Nmap and Nessus

Printable View

September 24th, 2002, 03:37 PM
Sgt_B

Nmap and Nessus

Running Nessus 1.2.5
Running Nmap v3.0
Scanning FW-1 Server
On RH Linux 7.2.

Here's the question. When I run a Nessus scan on ports 1-1024, its comes back as a dead host. Using TCP scan as well. Great! Makes me happy to see that.

I also run an nmap on the same ports, using TCP scan. It returns right away with:
"Host x.x.x.x appear to be up...good"
"All scanned ports are: filtered"

Why would Nessus see the host as dead, when nmap see's the host is up. How do these two differ when it comes to verifying the server is up or down?

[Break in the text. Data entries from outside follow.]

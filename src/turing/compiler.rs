//! Closure compiler for Turing trees.
//!
//! Every execution gets a fresh `Machine`: the variables (arguments copied
//! in, the rest zeroed), a virtual memory manager, and the safepoint counter
//! that bounds loops. Basic blocks are compiled through the scalar compiler
//! and, when they carry a specialized array, try it first and fall back to
//! the unspecialized array on a bailout.

use log::trace;

use crate::error::{EvoError, Signal};
use crate::jit::profiler::BranchObserver;
use crate::ssa::compiler::{compile as compile_scalar, CompiledProgram};
use crate::ssa::node::Node;
use crate::EvoResult;

use super::memory::VirtualMemoryManager;
use super::node::{ScalarBasicBlock, TuringNode};
use super::profile::TuringProfile;

type Stmt = Box<dyn Fn(&mut Machine<'_>) -> Result<(), Signal> + Send + Sync>;

/// Shape and limits of a Turing machine.
#[derive(Debug, Clone, Copy, PartialEq, Eq)]
pub struct MachineConfig {
    pub variables: usize,
    pub arguments: usize,
    /// Loop iterations allowed per execution, across all loops.
    pub loop_budget: u64,
    /// Virtual memory pages allowed per execution.
    pub max_pages: usize,
}

impl MachineConfig {
    pub fn validate(&self) -> EvoResult<()> {
        if self.arguments == 0 {
            return Err(EvoError::NoArguments);
        }
        if self.arguments > self.variables {
            return Err(EvoError::InvalidConfig {
                message: format!(
                    "{} argument(s) do not fit in {} variable(s)",
                    self.arguments, self.variables
                ),
            });
        }
        if self.variables > u16::MAX as usize + 1 {
            return Err(EvoError::InvalidConfig {
                message: format!("{} variables exceed the addressable count", self.variables),
            });
        }
        Ok(())
    }
}

/// Per-execution state.
pub struct Machine<'p> {
    vars: Vec<f64>,
    scratch: Vec<f64>,
    memory: VirtualMemoryManager<'static>,
    counter: u64,
    loop_budget: u64,
    profile: Option<&'p mut TuringProfile>,
}

impl Machine<'_> {
    #[inline(always)]
    fn safepoint(&mut self) -> Result<(), Signal> {
        self.counter += 1;
        if self.counter > self.loop_budget {
            return Err(Signal::LoopBudgetExceeded);
        }
        Ok(())
    }
}

/// An executable Turing program.
pub struct TuringProgram {
    root: Stmt,
    config: MachineConfig,
    instrumented: bool,
}

impl TuringProgram {
    /// Execute once and copy every variable into `outputs`. A signal aborts
    /// the execution and leaves `outputs` untouched.
    pub fn invoke(
        &self,
        inputs: &[f64],
        outputs: &mut [f64],
        profile: Option<&mut TuringProfile>,
    ) -> Result<(), Signal> {
        let mut machine = Machine {
            vars: vec![0.0; self.config.variables],
            scratch: vec![0.0; self.config.variables],
            memory: VirtualMemoryManager::new(self.config.max_pages),
            counter: 0,
            loop_budget: self.config.loop_budget,
            profile,
        };

        for (var, input) in machine.vars.iter_mut().zip(inputs).take(self.config.arguments) {
            *var = *input;
        }

        (self.root)(&mut machine)?;

        for (output, var) in outputs.iter_mut().zip(&machine.vars) {
            *output = *var;
        }
        Ok(())
    }

    /// Execute once, turning a terminated execution into NaN outputs.
    pub fn run(&self, inputs: &[f64], outputs: &mut [f64], profile: Option<&mut TuringProfile>) {
        if let Err(signal) = self.invoke(inputs, outputs, profile) {
            trace!("Execution terminated: {}", signal);
            outputs.fill(f64::NAN);
        }
    }

    pub fn config(&self) -> MachineConfig {
        self.config
    }

    pub fn is_instrumented(&self) -> bool {
        self.instrumented
    }
}

/// Compile `tree`. With `instrumented`, blocks record that they were
/// reached and basic-block conditionals report to the profile passed at call
/// time.
pub fn compile(tree: &TuringNode, config: MachineConfig, instrumented: bool) -> EvoResult<TuringProgram> {
    config.validate()?;

    let mut compiler = TreeCompiler {
        config,
        instrumented,
        blocks: 0,
        basic_blocks: 0,
    };
    let root = compiler.compile(tree)?;

    trace!(
        "Compiled Turing tree with {} block(s) and {} basic block(s)",
        compiler.blocks,
        compiler.basic_blocks
    );

    Ok(TuringProgram {
        root,
        config,
        instrumented,
    })
}

/// Block and basic-block ordinals are assigned in post-order, matching
/// `TuringNode::rewrite` and `TuringNode::basic_blocks`.
struct TreeCompiler {
    config: MachineConfig,
    instrumented: bool,
    blocks: u32,
    basic_blocks: u32,
}

impl TreeCompiler {
    fn compile(&mut self, node: &TuringNode) -> EvoResult<Stmt> {
        let stmt: Stmt = match node {
            TuringNode::NoOp => Box::new(|_| Ok(())),
            TuringNode::Block(children) => {
                let stmts = children
                    .iter()
                    .filter(|child| !matches!(child, TuringNode::NoOp))
                    .map(|child| self.compile(child))
                    .collect::<EvoResult<Vec<_>>>()?;

                let ordinal = self.blocks;
                self.blocks += 1;

                if self.instrumented {
                    Box::new(move |machine| {
                        if let Some(profile) = machine.profile.as_deref_mut() {
                            profile.mark_reached(ordinal);
                        }
                        stmts.iter().try_for_each(|stmt| stmt(machine))
                    })
                } else {
                    Box::new(move |machine| stmts.iter().try_for_each(|stmt| stmt(machine)))
                }
            }
            TuringNode::WhileLoop { condition, body } => {
                let condition = self.variable(*condition)?;
                let body = self.compile(body)?;
                Box::new(move |machine| {
                    while machine.vars[condition] > 0.0 {
                        machine.safepoint()?;
                        body(machine)?;
                    }
                    Ok(())
                })
            }
            TuringNode::MemoryRead { target } => {
                let target = self.variable(*target)?;
                Box::new(move |machine| {
                    machine.vars[target] = machine.memory.read(machine.vars[target])?;
                    Ok(())
                })
            }
            TuringNode::MemoryWrite { address, value } => {
                let address = self.variable(*address)?;
                let value = self.variable(*value)?;
                Box::new(move |machine| {
                    machine
                        .memory
                        .write(machine.vars[address], machine.vars[value])
                })
            }
            TuringNode::BasicBlock(block) => {
                let ordinal = self.basic_blocks;
                self.basic_blocks += 1;
                self.compile_basic_block(block, ordinal)?
            }
        };

        Ok(stmt)
    }

    fn variable(&self, index: u16) -> EvoResult<usize> {
        let variable = index as usize;
        if variable >= self.config.variables {
            return Err(EvoError::VariableOutOfRange {
                variable,
                count: self.config.variables,
            });
        }
        Ok(variable)
    }

    fn scalar(&self, nodes: &[Option<Node>], profile: Option<u32>) -> EvoResult<CompiledProgram> {
        let program = compile_scalar(nodes, self.config.variables, false, profile)?;
        if program.arity() > self.config.variables {
            return Err(EvoError::VariableOutOfRange {
                variable: program.arity() - 1,
                count: self.config.variables,
            });
        }
        Ok(program)
    }

    fn compile_basic_block(&self, block: &ScalarBasicBlock, ordinal: u32) -> EvoResult<Stmt> {
        let profile = self.instrumented.then_some(ordinal);
        let baseline = self.scalar(&block.nodes, profile)?;
        let speculative = match &block.specialized {
            Some(nodes) => Some(self.scalar(nodes, None)?),
            None => None,
        };

        Ok(Box::new(move |machine| {
            let Machine {
                vars,
                scratch,
                profile,
                ..
            } = machine;

            if let Some(speculative) = &speculative {
                match speculative.invoke(vars, scratch, None) {
                    Ok(()) => {
                        vars.copy_from_slice(scratch);
                        return Ok(());
                    }
                    Err(Signal::Bailout) => {}
                    Err(signal) => return Err(signal),
                }
            }

            let observer = profile
                .as_deref_mut()
                .map(|profile| &mut profile.branches as &mut dyn BranchObserver);
            baseline.invoke(vars, scratch, observer)?;
            vars.copy_from_slice(scratch);
            Ok(())
        }))
    }
}
//! Domain types shared by the chain client, the proof aggregator and the block scanner.

pub mod error;
pub mod height;
pub mod identifier;
pub mod path;

pub use height::Height;
pub use identifier::{ChainId, ChannelId, ClientId, ConnectionId, PortId};
pub use path::{ChannelEnd, Order, PathEnd};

Big confusion for me is that Nessus has nmap in it....

Any ideas?
September 24th, 2002, 03:58 PM
nebulus200

You have to be careful what options you select with nessus. I don't have it in front of me at the moment, but there are several configurable options for the nmap module. One thing that is possible is that you have a ping option selected and the destination may be stopping it. Another possibility is that you were a little overzealous in selecting your options and the result is that nessus thinks the machine isn't up. Either way, check the options.

Neb
September 24th, 2002, 04:48 PM
Sgt_B

There it was....little checkbox that had TCP ping. Oops! Thanks for giving me the much needed smack upside the head. :D
Its not telling me the host is dead anymore, but now there's no report at all. And the nmap output file has nothing in it at all!
I hate it when Nessus returns with a no report.

Thanks for the help!
:D

PS - Tried to give you some greens, but it said I need to spread the love around.